- _WHAT YOU NEED TO DO_: In the material below, which lines hold the word "TextStyle"? Pick each one out.

- _AVAILABLE RECORDS_:
[Start of Attachment]
//! Bordered grid tables.
//!
//! Both tables on a quotation (the bill-to box and the commercial offer)
//! are small grids with one or two rows. A table is measured first, so the
//! caller can reserve its full height with one space check, then drawn at
//! the cursor.

use crate::style::{Color, Stroke, TextAlign, TextStyle};

use super::{rect, LayoutElement, Typesetter, PT_TO_MM};

/// Line box height as a multiple of the font size.
pub const LINE_HEIGHT_FACTOR: f64 = 1.15;

/// Default inner padding of a cell, in mm.
pub const DEFAULT_CELL_PADDING: f64 = 1.76;

/// Column sizing. `Auto` columns share whatever the fixed ones leave.
#[derive(Debug, Clone, Copy, PartialEq)]
pub enum ColumnWidth {
    Fixed(f64),
    Auto,
}

#[derive(Debug, Clone, Copy, Default, PartialEq, Eq)]
pub enum VerticalAlign {
    #[default]
    Top,
    Middle,
}

#[derive(Debug, Clone)]
pub struct Cell {
    pub text: String,
    pub style: TextStyle,
    pub align: TextAlign,
    pub valign: VerticalAlign,
    pub padding: f64,
}

impl Cell {
    pub fn new(text: impl Into<String>, style: TextStyle) -> Self {
        Self {
            text: text.into(),
            style,
            align: TextAlign::Left,
            valign: VerticalAlign::Top,
            padding: DEFAULT_CELL_PADDING,
        }
    }

    pub fn align(mut self, align: TextAlign) -> Self {
        self.align = align;
        self
    }

    pub fn valign(mut self, valign: VerticalAlign) -> Self {
        self.valign = valign;
        self
    }

    pub fn padding(mut self, padding: f64) -> Self {
        self.padding = padding;
        self
    }

    fn line_height(&self) -> f64 {
        self.style.size * PT_TO_MM * LINE_HEIGHT_FACTOR
    }

    fn lines(&self, ts: &Typesetter, width: f64) -> Vec<String> {
        ts.wrap(&self.text, &self.style, (width - self.padding * 2.0).max(1.0))
    }

    fn height(&self, ts: &Typesetter, width: f64) -> f64 {
        self.lines(ts, width).len() as f64 * self.line_height() + self.padding * 2.0
    }
}

#[derive(Debug, Clone)]
pub struct Row {
    pub cells: Vec<Cell>,
    pub fill: Option<Color>,
    pub min_height: f64,
}

impl Row {
    pub fn new(cells: Vec<Cell>) -> Self {
        Self {
            cells,
            fill: None,
            min_height: 0.0,
        }
    }

    pub fn fill(mut self, color: Color) -> Self {
        self.fill = Some(color);
        self
    }

    pub fn min_height(mut self, height: f64) -> Self {
        self.min_height = height;
        self
    }

    fn height(&self, ts: &Typesetter, widths: &[f64]) -> f64 {
        self.cells
            .iter()
            .zip(widths)
            .map(|(cell, &w)| cell.height(ts, w))
            .fold(self.min_height, f64::max)
    }
}

#[derive(Debug, Clone)]
pub struct Table {
    pub columns: Vec<ColumnWidth>,
    pub rows: Vec<Row>,
    pub border: Stroke,
}

/// Resolve column widths against the table width.
pub fn resolve_column_widths(columns: &[ColumnWidth], total_width: f64) -> Vec<f64> {
    let fixed: f64 = columns
        .iter()
        .map(|c| match c {
            ColumnWidth::Fixed(w) => *w,
            ColumnWidth::Auto => 0.0,
        })
        .sum();
    let auto_count = columns.iter().filter(|c| **c == ColumnWidth::Auto).count();
    let auto_width = if auto_count > 0 {
        ((total_width - fixed) / auto_count as f64).max(0.0)
    } else {
        0.0
    };

    columns
        .iter()
        .map(|c| match c {
            ColumnWidth::Fixed(w) => *w,
            ColumnWidth::Auto => auto_width,
        })
        .collect()
}

impl Table {
    /// Total height of all rows when drawn `width` mm wide.
    pub fn measure(&self, ts: &Typesetter, width: f64) -> f64 {
        let widths = resolve_column_widths(&self.columns, width);
        self.rows.iter().map(|row| row.height(ts, &widths)).sum()
    }

    /// Draw the table with its top-left corner at `(x, y)`.
    ///
    /// Returns the elements and the table height.
    pub fn draw(&self, ts: &Typesetter, x: f64, y: f64, width: f64) -> (Vec<LayoutElement>, f64) {
        let widths = resolve_column_widths(&self.columns, width);
        let mut elements = Vec::new();
        let mut row_y = y;

        for row in &self.rows {
            let row_height = row.height(ts, &widths);
            let mut cell_x = x;

            for (cell, &cell_width) in row.cells.iter().zip(&widths) {
                elements.push(rect(
                    cell_x,
                    row_y,
                    cell_width,
                    row_height,
                    row.fill,
                    Some(self.border),
                ));
                self.draw_cell_text(ts, cell, cell_x, row_y, cell_width, row_height, &mut elements);
                cell_x += cell_width;
            }
            row_y += row_height;
        }

        (elements, row_y - y)
    }

    #[allow(clippy::too_many_arguments)]
    fn draw_cell_text(
        &self,
        ts: &Typesetter,
        cell: &Cell,
        x: f64,
        y: f64,
        width: f64,
        row_height: f64,
        elements: &mut Vec<LayoutElement>,
    ) {
        let lines = cell.lines(ts, width);
        let line_height = cell.line_height();
        let text_height = lines.len() as f64 * line_height;
        let text_top = match cell.valign {
            VerticalAlign::Top => y + cell.padding,
            VerticalAlign::Middle => y + (row_height - text_height) / 2.0,
        };
        let anchor = match cell.align {
            TextAlign::Left => x + cell.padding,
            TextAlign::Center => x + width / 2.0,
            TextAlign::Right => x + width - cell.padding,
        };
        // Baselines sit one descent above the bottom of each line box
        let descent = cell.style.size * PT_TO_MM * 0.2;

        for (i, line) in lines.iter().enumerate() {
            if line.is_empty() {
                continue;
            }
            let baseline = text_top + (i + 1) as f64 * line_height - descent;
            elements.push(ts.text(anchor, baseline, line, cell.style, cell.align));
        }
    }
}

#[cfg(test)]
mod tests {
    use super::*;
    use crate::layout::DrawCommand;

    fn border() -> Stroke {
        Stroke::new(Color::BLACK, 0.2)
    }

    #[test]
    fn test_auto_column_takes_the_rest() {
        let widths = resolve_column_widths(
            &[
                ColumnWidth::Fixed(15.0),
                ColumnWidth::Auto,
                ColumnWidth::Fixed(15.0),
                ColumnWidth::Fixed(50.0),
            ],
            180.0,
        );
        assert_eq!(widths, vec![15.0, 100.0, 15.0, 50.0]);
    }

    #[test]
    fn test_min_height_applies() {
        let table = Table {
            columns: vec![ColumnWidth::Auto],
            rows: vec![Row::new(vec![Cell::new("short", TextStyle::bold(10.0))]).min_height(30.0)],
            border: border(),
        };
        assert_eq!(table.measure(&Typesetter::new(), 100.0), 30.0);
    }

    #[test]
    fn test_row_height_follows_tallest_cell() {
        let ts = Typesetter::new();
        let style = TextStyle::regular(10.0);
        let table = Table {
            columns: vec![ColumnWidth::Fixed(40.0), ColumnWidth::Fixed(40.0)],
            rows: vec![Row::new(vec![
                Cell::new("one", style).padding(4.0),
                Cell::new("one\ntwo\nthree", style).padding(4.0),
            ])],
            border: border(),
        };
        let line = 10.0 * PT_TO_MM * LINE_HEIGHT_FACTOR;
        assert!((table.measure(&ts, 80.0) - (3.0 * line + 8.0)).abs() < 1e-9);
    }

    #[test]
    fn test_draw_matches_measure() {
        let ts = Typesetter::new();
        let table = Table {
            columns: vec![ColumnWidth::Fixed(15.0), ColumnWidth::Auto],
            rows: vec![
                Row::new(vec![
                    Cell::new("S.No", TextStyle::bold(10.0)),
                    Cell::new("Description", TextStyle::bold(10.0)),
                ])
                .fill(Color::BRAND_BLUE),
                Row::new(vec![
                    Cell::new("01", TextStyle::regular(10.0)).valign(VerticalAlign::Middle),
                    Cell::new("A long product name that needs wrapping in a narrow column", TextStyle::regular(10.0)),
                ]),
            ],
            border: border(),
        };
        let measured = table.measure(&ts, 60.0);
        let (elements, drawn) = table.draw(&ts, 15.0, 100.0, 60.0);
        assert!((measured - drawn).abs() < 1e-9);
        let rects = elements
            .iter()
            .filter(|e| matches!(e.draw, DrawCommand::Rect { .. }))
            .count();
        assert_eq!(rects, 4);
        for el in &elements {
            assert!(el.y >= 100.0 && el.y <= 100.0 + drawn);
        }
    }

    #[test]
    fn test_centered_cell_text() {
        let ts = Typesetter::new();
        let style = TextStyle::regular(10.0);
        let table = Table {
            columns: vec![ColumnWidth::Fixed(50.0)],
            rows: vec![Row::new(vec![Cell::new("1", style).align(TextAlign::Center)])],
            border: border(),
        };
        let (elements, _) = table.draw(&ts, 0.0, 0.0, 50.0);
        let text = elements
            .iter()
            .find(|e| matches!(e.draw, DrawCommand::Text { .. }))
            .unwrap();
        assert!((text.x + text.width / 2.0 - 25.0).abs() < 1e-9);
    }
}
[End of Attachment]
- _YOUR SOLUTION_:
use crate::style::{Color, Stroke, TextAlign, TextStyle};
    pub style: TextStyle,
    pub fn new(text: impl Into<String>, style: TextStyle) -> Self {
            rows: vec![Row::new(vec![Cell::new("short", TextStyle::bold(10.0))]).min_height(30.0)],
        let style = TextStyle::regular(10.0);
                    Cell::new("S.No", TextStyle::bold(10.0)),
                    Cell::new("Description", TextStyle::bold(10.0)),
                    Cell::new("01", TextStyle::regular(10.0)).valign(VerticalAlign::Middle),
                    Cell::new("A long product name that needs wrapping in a narrow column", TextStyle::regular(10.0)),
        let style = TextStyle::regular(10.0);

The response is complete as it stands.